Nessuno ha la certezza che l’Iran sia stato colto realmente di sorpresa dall’attacco di Hamas, come era sembrato subito dopo, o che Teheran ne fosse almeno informato come è stato inevitabile pensare dopo che uno dei portavoce di Hamas, Mohamed Seif, ha detto ai giornalisti: ‘Teheran ci ha aiutato’. Nel paese degli ayatollah, alle prime dichiarazioni ufficiali di congratulazioni coi combattenti, è seguito – per bocca del consigliere militare della Guida Suprema Alì Khamenei – la ‘promessa’ che l’Iran sarà ‘al loro fianco fino alla liberazione della Palestina e di Gerusalemme’.

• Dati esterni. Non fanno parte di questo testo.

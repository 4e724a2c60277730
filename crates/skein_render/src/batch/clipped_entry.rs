//! Clipped batch entry.

use skein_core::Poolable;

use super::color::{pack_abgr, pack_texture_and_round, GroupColor};
use super::{AttributeView, Batchable, VERTEX_STRIDE};
use crate::clipping::{ClippedView, CLIPPED_STRIDE, CLIPPED_UV_OFFSET};
use crate::renderable::RenderableId;
use crate::skeleton::{BlendMode, Color, TextureId};

/// Pooled entry owning a snapshot of clipper output.
#[derive(Debug)]
pub struct ClippedBatchableSlot {
    renderable: Option<RenderableId>,
    texture: TextureId,
    blend_mode: BlendMode,
    round_pixels: bool,
    group: GroupColor,
    color: Color,
    vertices: Vec<f32>,
    triangles: Vec<u16>,
    stride: usize,
}

impl Default for ClippedBatchableSlot {
    fn default() -> Self {
        Self {
            renderable: None,
            texture: TextureId::default(),
            blend_mode: BlendMode::Normal,
            round_pixels: false,
            group: GroupColor::WHITE,
            color: Color::WHITE,
            vertices: Vec::new(),
            triangles: Vec::new(),
            stride: CLIPPED_STRIDE,
        }
    }
}

impl Poolable for ClippedBatchableSlot {
    fn reset(&mut self) {
        self.renderable = None;
        self.texture = TextureId::default();
        self.blend_mode = BlendMode::Normal;
        self.round_pixels = false;
        self.group = GroupColor::WHITE;
        self.color = Color::WHITE;
        self.vertices.clear();
        self.triangles.clear();
        self.stride = CLIPPED_STRIDE;
    }
}

impl ClippedBatchableSlot {
    /// Sets per-frame state. `color` is the slot's combined tint.
    pub fn set_data(
        &mut self,
        renderable: RenderableId,
        texture: TextureId,
        blend_mode: BlendMode,
        round_pixels: bool,
        group: GroupColor,
        color: Color,
    ) {
        self.renderable = Some(renderable);
        self.texture = texture;
        self.blend_mode = blend_mode;
        self.round_pixels = round_pixels;
        self.group = group;
        self.color = color;
    }

    /// Copies the clipper's current output. Buffers keep their capacity.
    pub fn set_clipper(&mut self, view: ClippedView<'_>) {
        self.vertices.clear();
        self.vertices.extend_from_slice(view.vertices);
        self.triangles.clear();
        self.triangles.extend_from_slice(view.triangles);
        self.stride = view.stride;
    }

    /// Owning renderable, if bound.
    #[must_use]
    pub const fn renderable(&self) -> Option<RenderableId> {
        self.renderable
    }

    /// Owned clipped vertices.
    #[must_use]
    pub fn vertices(&self) -> &[f32] {
        &self.vertices
    }

    /// Owned clipped triangles.
    #[must_use]
    pub fn triangles(&self) -> &[u16] {
        &self.triangles
    }
}

impl Batchable for ClippedBatchableSlot {
    fn index_size(&self) -> usize {
        self.triangles.len()
    }

    fn vertex_size(&self) -> usize {
        if self.stride == 0 {
            return 0;
        }
        self.vertices.len() / self.stride
    }

    fn texture(&self) -> TextureId {
        self.texture
    }

    fn blend_mode(&self) -> BlendMode {
        self.blend_mode
    }

    fn pack_index(&self, indices: &mut [u32], offset: usize, index_base: u32) {
        let target = &mut indices[offset..offset + self.triangles.len()];
        for (out, &index) in target.iter_mut().zip(&self.triangles) {
            *out = u32::from(index) + index_base;
        }
    }

    fn pack_attributes(&self, attributes: &mut AttributeView<'_>, offset: usize, texture_slot: u16) {
        let color = pack_abgr(self.color, self.group);
        let texture_word = pack_texture_and_round(texture_slot, self.round_pixels);

        for (i, vertex) in self.vertices.chunks_exact(self.stride.max(1)).enumerate() {
            if vertex.len() < CLIPPED_UV_OFFSET + 2 {
                break;
            }
            attributes.write_vertex(
                offset + i * VERTEX_STRIDE,
                vertex[0],
                vertex[1],
                vertex[CLIPPED_UV_OFFSET],
                vertex[CLIPPED_UV_OFFSET + 1],
                color,
                texture_word,
            );
        }
    }
}

#[cfg(test)]
mod tests {
    use super::*;
    use crate::clipping::CLIPPED_STRIDE_TWO_COLOR;

    fn clipped(stride: usize) -> (Vec<f32>, Vec<u16>) {
        let mut vertices = Vec::new();
        for (x, y, u, v) in [(0.0, 0.0, 0.0, 1.0), (4.0, 0.0, 1.0, 1.0), (0.0, 4.0, 0.0, 0.0)] {
            vertices.extend_from_slice(&[x, y, 1.0, 1.0, 1.0, 1.0, u, v]);
            vertices.resize(vertices.len() + stride - CLIPPED_STRIDE, 0.5);
        }
        (vertices, vec![0, 1, 2])
    }

    #[test]
    fn test_snapshot_survives_source_reuse() {
        let (mut vertices, triangles) = clipped(CLIPPED_STRIDE);
        let mut entry = ClippedBatchableSlot::default();
        entry.set_clipper(ClippedView { vertices: &vertices, triangles: &triangles, stride: CLIPPED_STRIDE });

        vertices.fill(9.0);
        assert_eq!(entry.vertices()[0], 0.0);
        assert_eq!(entry.vertex_size(), 3);
        assert_eq!(entry.index_size(), 3);
    }

    #[test]
    fn test_two_color_stride_reads_uv_at_offset() {
        let (vertices, triangles) = clipped(CLIPPED_STRIDE_TWO_COLOR);
        let mut entry = ClippedBatchableSlot::default();
        entry.set_data(RenderableId::next(), TextureId(1), BlendMode::Normal, false, GroupColor::WHITE, Color::WHITE);
        entry.set_clipper(ClippedView { vertices: &vertices, triangles: &triangles, stride: CLIPPED_STRIDE_TWO_COLOR });
        assert_eq!(entry.vertex_size(), 3);

        let mut words = vec![0u32; 3 * VERTEX_STRIDE];
        entry.pack_attributes(&mut AttributeView::new(&mut words), 0, 0);
        let second = &words[VERTEX_STRIDE..2 * VERTEX_STRIDE];
        assert_eq!(f32::from_bits(second[0]), 4.0);
        assert_eq!(f32::from_bits(second[2]), 1.0);
        assert_eq!(f32::from_bits(second[3]), 1.0);
        assert_eq!(second[4], 0xFFFF_FFFF);
    }

    #[test]
    fn test_indices_offset_by_base() {
        let (vertices, triangles) = clipped(CLIPPED_STRIDE);
        let mut entry = ClippedBatchableSlot::default();
        entry.set_clipper(ClippedView { vertices: &vertices, triangles: &triangles, stride: CLIPPED_STRIDE });

        let mut indices = vec![0u32; 3];
        entry.pack_index(&mut indices, 0, 100);
        assert_eq!(indices, [100, 101, 102]);
    }

    #[test]
    fn test_reset_keeps_capacity() {
        let (vertices, triangles) = clipped(CLIPPED_STRIDE);
        let mut entry = ClippedBatchableSlot::default();
        entry.set_clipper(ClippedView { vertices: &vertices, triangles: &triangles, stride: CLIPPED_STRIDE });
        let capacity = entry.vertices.capacity();

        entry.reset();
        assert!(entry.vertices().is_empty());
        assert!(entry.renderable().is_none());
        assert_eq!(entry.vertices.capacity(), capacity);
    }
}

Gérard Araud, rappresentante permanente della Francia alle Nazioni Unite dopo essere stato ambasciatore in Israele e negli Stati Uniti, in un’intervista a ‘Grand Continent’, rivista del Gruppo di studi geopolitici dell’ Ecole normale di Parigi, afferma però che ‘tutto sembra fatto (dall’Iran e dagli Hezbollah libanesi) per mostrare che non vogliono essere coinvolti’.
‘E’ importante sottolineare che i veri nemici dell’Iran’ – spiega Araud – ‘non sono né gli Stati Uniti né Israele: sono i Paesi arabi del Golfo. E sostenere Hamas significa mettere in imbarazzo le monarchie arabe del Golfo, che guardano dall’alto in basso un movimento che pretende di essere sia democratico che islamista. Sanno bene cosa pensa l’opinione pubblica araba. E c’è anche il desiderio di cercare di far deragliare la formazione di questa sorta di alleanza israelo-araba portata avanti dal principe ereditario saudita Mohamed Bin Salman in funzione anti-iraniana’.
Per il diplomatico francese, ‘il gioco dell’Iran è sottile. Gli iraniani, che finanziano Hamas e che potrebbero essere stati consultati da Hamas per preparare l’attacco, non devono essere sottovalutati. Allo stesso tempo, dobbiamo prendere in considerazione la capacità decisionale di Hamas, come quella di Hezbollah, che non sono semplicemente strumenti dei servizi iraniani. Hanno un proprio programma. Per il momento, l’Iran si accontenta di una retorica veemente, ma sembra che anch’esso stia evitando di superare una linea che potrebbe rivelarsi pericolosa’.
Per Trita Parsi, vicepresidente del Quincy Institute di Washington, la ‘linea rossa’ è rappresentata ‘dalla eventuale decapitazione di Hamas’ da parte di Israele, se il presidente Biden non riuscisse a convincere Netanyahu a rispondere all’ aggressione del 7 ottobre in un modo più ragionevole di quanto afferma ogni giorno di voler fare: distruggere Hamas. In quel caso ‘molti attori regionali si sentiranno costretti a intervenire: quando Israele mobilita 300mila uomini è improbabile che Hezbollah resti lì seduto a pensare che questo viene fatto solo per dare la caccia ad Hamas’.
Secondo Sara Bazubandi, del tedesco GIGA Institute of Middle East Studies, ‘non ci sarà’ in ogni caso ‘un coinvolgimento diretto dell’Iran in combattimenti. Teheran probabilmente utilizzerà le organizzazioni non statali che sostiene. L’Iran, uno degli sponsor di lunga data di Hamas, è maestro nel creare e condurre guerre per procura, e sta cercando di evitare il confronto diretto con chiunque dalla fine della guerra Iran-Iraq. Per questo investe finanziariamente, militarmente e tecnologicamente nello sviluppo del cosiddetto ’asse della resistenza’ nella regione’.